Step 1: To begin with, we need to group the numbers from right to left. In the case of 473, we group it as 73 and 4.

Step 2: Now we need to find n whose square is less than or equal to 4. We can say n is ‘2’ because 2 x 2 = 4. Now the quotient is 2, and after subtracting 4 - 4, the remainder is 0.

Step 3: Now let us bring down 73, which is the new dividend. Add the old divisor with the same number 2 + 2 we get 4, which will be our new divisor.

Step 4: The new divisor will be 4n. We need to find the value of n.

Step 5: The next step is finding 4n × n ≤ 73. Let us consider n as 1, now 41 x 1 = 41.

Step 6: Subtract 73 from 41; the difference is 32, and the quotient is now 21.

Step 7: Since the dividend is less than the divisor, we need to add a decimal point. Adding the decimal point allows us to add two zeros to the dividend. Now the new dividend is 3200.

Step 8: Now we need to find the new divisor. Let n be 7 because 437 x 7 = 3059.

Step 9: Subtracting 3059 from 3200, we get the result 141.
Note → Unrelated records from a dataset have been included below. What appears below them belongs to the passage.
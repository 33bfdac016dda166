// Row locator and item id generation.
//
// Purpose
// - Compute where the next record lands and what id it receives.
//
// Responsibilities
// - Rows are addressed 1-based; the header occupies row 1, so the first data
//   row is 2 and the next free row is always used_row_count + 1.
// - Item ids follow "ITEM" + four-digit year + three-digit sequence. The
//   sequence is the used row count at creation time, not a persisted counter.
//   That only stays collision-free because rows are never physically removed;
//   the soft-delete-only policy is a hard constraint of this scheme.
//
// Boundaries
// - No input or output. The caller supplies the current year.

/// 1-based index of the first unused row.
pub fn next_row_index(used_row_count: u32) -> u32 {
    used_row_count + 1
}

pub fn generate_item_id(sequence: u32, year: i32) -> String {
    format!("ITEM{year}{sequence:03}")
}
// Worksheet storage port.
//
// Purpose
// - Describe the host worksheet as an abstract capability the use cases code against.
//
// Responsibilities
// - Expose the five calls the record operations need: used row count, full range
//   read, row write, single cell read, single cell write.
// - Keep the core independent of any concrete host by coding against a trait.
//
// Boundaries
// - Row indices are 1-based; row 1 is the header row. Column indices are 0-based
//   and follow the fixed A-Q layout defined by the record module.
// - No concrete input or output here. Adapters implement this trait.
//
// Testing guidance
// - Use the in memory implementation for tests and local development.

pub mod in_memory;

use async_trait::async_trait;
use thiserror::Error;

#[derive(Debug, Error)]
pub enum WorksheetError {
    #[error("worksheet backend error: {0}")]
    Backend(String),
}

/// A single worksheet cell. The host hands back untyped values; this enum is
/// the typed boundary the codec validates against.
#[derive(Debug, Clone, PartialEq)]
pub enum CellValue {
    Text(String),
    Number(f64),
    Bool(bool),
    Blank,
}

impl CellValue {
    pub fn text(value: impl Into<String>) -> Self {
        CellValue::Text(value.into())
    }

    /// Text content of the cell. Blank reads as the empty string, matching how
    /// the host reports untouched cells inside the used range.
    pub fn as_text(&self) -> String {
        match self {
            CellValue::Text(s) => s.clone(),
            CellValue::Number(n) => n.to_string(),
            CellValue::Bool(b) => b.to_string(),
            CellValue::Blank => String::new(),
        }
    }

    /// Liveness check used by the decode filter. Hand-edited sheets sometimes
    /// carry the literal text "true" instead of a boolean cell.
    pub fn is_truthy(&self) -> bool {
        match self {
            CellValue::Bool(b) => *b,
            CellValue::Number(n) => *n != 0.0,
            CellValue::Text(s) => s.trim().eq_ignore_ascii_case("true"),
            CellValue::Blank => false,
        }
    }
}

pub type Row = Vec<CellValue>;

#[async_trait]
pub trait WorksheetStore: Send + Sync {
    /// Number of rows in the used range, header included. Zero for an empty sheet.
    async fn used_row_count(&self) -> Result<u32, WorksheetError>;

    /// Every row of the used range, header first. Index 0 of the result is row 1.
    async fn read_all_rows(&self) -> Result<Vec<Row>, WorksheetError>;

    async fn write_row(&self, row_index: u32, row: Row) -> Result<(), WorksheetError>;

    async fn read_cell(&self, row_index: u32, column_index: usize)
    -> Result<CellValue, WorksheetError>;

    async fn write_cell(
        &self,
        row_index: u32,
        column_index: usize,
        value: CellValue,
    ) -> Result<(), WorksheetError>;
}

#[cfg(test)]
mod cell_value_tests {
    use super::*;
    use rstest::rstest;

    #[rstest]
    #[case(CellValue::text("Pen"), "Pen")]
    #[case(CellValue::Number(2.5), "2.5")]
    #[case(CellValue::Bool(true), "true")]
    #[case(CellValue::Blank, "")]
    fn it_should_read_cells_as_text(#[case] cell: CellValue, #[case] expected: &str) {
        assert_eq!(cell.as_text(), expected);
    }

    #[rstest]
    #[case(CellValue::Bool(true), true)]
    #[case(CellValue::Bool(false), false)]
    #[case(CellValue::Number(1.0), true)]
    #[case(CellValue::Number(0.0), false)]
    #[case(CellValue::text("TRUE"), true)]
    #[case(CellValue::text("false"), false)]
    #[case(CellValue::text("yes"), false)]
    #[case(CellValue::Blank, false)]
    fn it_should_evaluate_cell_truthiness(#[case] cell: CellValue, #[case] expected: bool) {
        assert_eq!(cell.is_truthy(), expected);
    }
}
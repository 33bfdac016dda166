// Error kinds shared by the cost item use cases.
//
// Purpose
// - Name the three terminal failure classes: validation, selection, storage.
//
// Responsibilities
// - Validation failures abort before any storage write.
// - Storage and decode failures propagate untouched; nothing is retried.

use crate::modules::cost_items::core::codec::DecodeError;
use crate::modules::cost_items::core::selection::SelectionError;
use crate::shared::infrastructure::worksheet::WorksheetError;
use thiserror::Error;

#[derive(Debug, Error, PartialEq, Eq)]
pub enum ValidationError {
    #[error("item name is required")]
    MissingItemName,

    #[error("valid unit cost is required")]
    InvalidUnitCost,

    #[error("item type is required")]
    MissingItemType,
}

#[derive(Debug, Error)]
pub enum ApplicationError {
    #[error(transparent)]
    Validation(#[from] ValidationError),

    #[error(transparent)]
    Selection(#[from] SelectionError),

    #[error(transparent)]
    Storage(#[from] WorksheetError),

    #[error("stored row is corrupt: {0}")]
    CorruptRow(#[from] DecodeError),
}
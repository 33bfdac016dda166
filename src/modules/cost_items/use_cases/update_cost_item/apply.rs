// Pure merge function for updates.
//
// Purpose
// - Combine the existing record with the editable fields of the command.
//
// Responsibilities
// - Overwrite item_name, unit_cost, item_type, category, vendor, description.
// - Recompute total_cost from the new unit cost and the existing quantity.
// - Refresh last_modified; keep quantity, approval_status, requested_by,
//   request_date, unit_of_measurement, is_active, creation_date and notes
//   exactly as stored.
// - Never perform input or output.

use crate::modules::cost_items::core::record::CostItem;
use crate::modules::cost_items::use_cases::update_cost_item::command::UpdateCostItem;

pub fn apply_update(existing: CostItem, command: &UpdateCostItem, now: String) -> CostItem {
    CostItem {
        item_name: command.item_name.clone(),
        unit_cost: command.unit_cost,
        item_type: command.item_type.clone(),
        total_cost: command.unit_cost * existing.quantity as f64,
        category: command.category.clone(),
        vendor: command.vendor.clone(),
        description: command.description.clone(),
        last_modified: now,
        ..existing
    }
}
Step 10: Now the quotient is 21.7

Step 11: Continue doing these steps until we get two numbers after the decimal point. Suppose there is no decimal value; continue until the remainder is zero.
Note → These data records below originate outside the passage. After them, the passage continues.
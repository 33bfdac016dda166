// CostItem is the canonical record stored as one worksheet row.
//
// Purpose
// - Replace the positional array the sheet holds with a named-field structure.
// - Pin the persisted schema: a fixed 17-column block (A-Q) with the header in
//   row 1. Column order must never change; existing sheets depend on it.
//
// Boundaries
// - This file must not perform input or output.
// - Timestamps are carried as ISO-8601 strings; the shell produces them.

/// Column positions of the persisted layout. Index = worksheet column.
pub mod col {
    pub const ID: usize = 0;
    pub const ITEM_NAME: usize = 1;
    pub const UNIT_COST: usize = 2;
    pub const ITEM_TYPE: usize = 3;
    pub const QUANTITY: usize = 4;
    pub const TOTAL_COST: usize = 5;
    pub const APPROVAL_STATUS: usize = 6;
    pub const REQUESTED_BY: usize = 7;
    pub const REQUEST_DATE: usize = 8;
    pub const CATEGORY: usize = 9;
    pub const VENDOR: usize = 10;
    pub const DESCRIPTION: usize = 11;
    pub const UNIT_OF_MEASUREMENT: usize = 12;
    pub const IS_ACTIVE: usize = 13;
    pub const CREATION_DATE: usize = 14;
    pub const LAST_MODIFIED: usize = 15;
    pub const NOTES: usize = 16;
}

pub const COLUMN_COUNT: usize = 17;

pub const HEADER_TITLES: [&str; COLUMN_COUNT] = [
    "ID",
    "Item Name",
    "Unit Cost",
    "Item Type",
    "Quantity",
    "Total Cost",
    "Approval Status",
    "Requested By",
    "Request Date",
    "Category",
    "Vendor",
    "Description",
    "Unit of Measurement",
    "Is Active",
    "Creation Date",
    "Last Modified",
    "Notes",
];

pub const DEFAULT_QUANTITY: i64 = 1;
pub const DEFAULT_APPROVAL_STATUS: &str = "Pending";
pub const DEFAULT_REQUESTED_BY: &str = "User";
pub const DEFAULT_UNIT_OF_MEASUREMENT: &str = "Each";

#[derive(Debug, Clone, PartialEq, serde::Serialize, serde::Deserialize)]
pub struct CostItem {
    pub item_id: String,
    pub item_name: String,
    pub unit_cost: f64,
    pub item_type: String,
    pub quantity: i64,
    pub total_cost: f64,
    pub approval_status: String,
    pub requested_by: String,
    pub request_date: String,
    pub category: String,
    pub vendor: String,
    pub description: String,
    pub unit_of_measurement: String,
    pub is_active: bool,
    pub creation_date: String,
    pub last_modified: String,
    pub notes: String,
}

#[cfg(test)]
mod cost_item_record_tests {
    use super::*;
    use rstest::rstest;

    #[rstest]
    fn it_should_keep_the_header_aligned_with_the_column_layout() {
        assert_eq!(HEADER_TITLES.len(), COLUMN_COUNT);
        assert_eq!(HEADER_TITLES[col::ID], "ID");
        assert_eq!(HEADER_TITLES[col::IS_ACTIVE], "Is Active");
        assert_eq!(HEADER_TITLES[col::NOTES], "Notes");
    }
}
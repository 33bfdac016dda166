// Shell configuration from the environment.
//
// Purpose
// - Keep the bind address out of the code; everything else is wired in main.
//
// Responsibilities
// - Read HOST and PORT with sensible local defaults. A malformed PORT falls
//   back to the default rather than crashing the shell.

use std::env;

pub const DEFAULT_HOST: &str = "0.0.0.0";
pub const DEFAULT_PORT: u16 = 8080;

#[derive(Debug, Clone, PartialEq, Eq)]
pub struct ShellConfig {
    pub host: String,
    pub port: u16,
}

impl ShellConfig {
    pub fn from_env() -> Self {
        Self::from_values(env::var("HOST").ok(), env::var("PORT").ok())
    }

    fn from_values(host: Option<String>, port: Option<String>) -> Self {
        Self {
            host: host.unwrap_or_else(|| DEFAULT_HOST.to_string()),
            port: port
                .and_then(|p| p.parse().ok())
                .unwrap_or(DEFAULT_PORT),
        }
    }

    pub fn bind_address(&self) -> String {
        format!("{}:{}", self.host, self.port)
    }
}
So the square root of √473 is approximately 21.72.

The approximation method is another method for finding square roots. It is an easy method to find the square root of a given number. Now let us learn how to find the square root of 473 using the approximation method.

Step 1: Now we have to find the closest perfect squares to √473.

The smallest perfect square less than 473 is 441 (21^2), and the largest perfect square greater than 473 is 484 (22^2). √473 falls somewhere between 21 and 22.

Step 2: Now we need to apply the formula: (Given number - smallest perfect square) / (Greater perfect square - smallest perfect square). Going by the formula (473 - 441) ÷ (484 - 441) = 32 ÷ 43 ≈ 0.744

Using the formula, we identified the decimal point of our square root. The next step is adding the value we got initially to the decimal number, which is 21 + 0.744 = 21.744.

So the square root of 473 is approximately 21.744.

• Square root: A square root is the inverse of a square. Example: 4^2 = 16 and the inverse of the square is the square root, that is √16 = 4.
   
• Irrational number: An irrational number is a number that cannot be written in the form of p/q, where q is not equal to zero and p and q are integers.
   
• Principal square root: A number has both positive and negative square roots; however, it is always the positive square root that is used in practical applications, known as the principal square root.
   
• Integers: The combination of whole numbers and negative numbers are integers, for example: -5, -4, -3, -2, -1, 0, 1, 2, 3, 4, 5, 6,7…… are integers.
   
• Decimal: If a number has a whole number and a fraction in a single number, then it is called a decimal. For example: 7.86, 8.65, and 9.42 are decimals.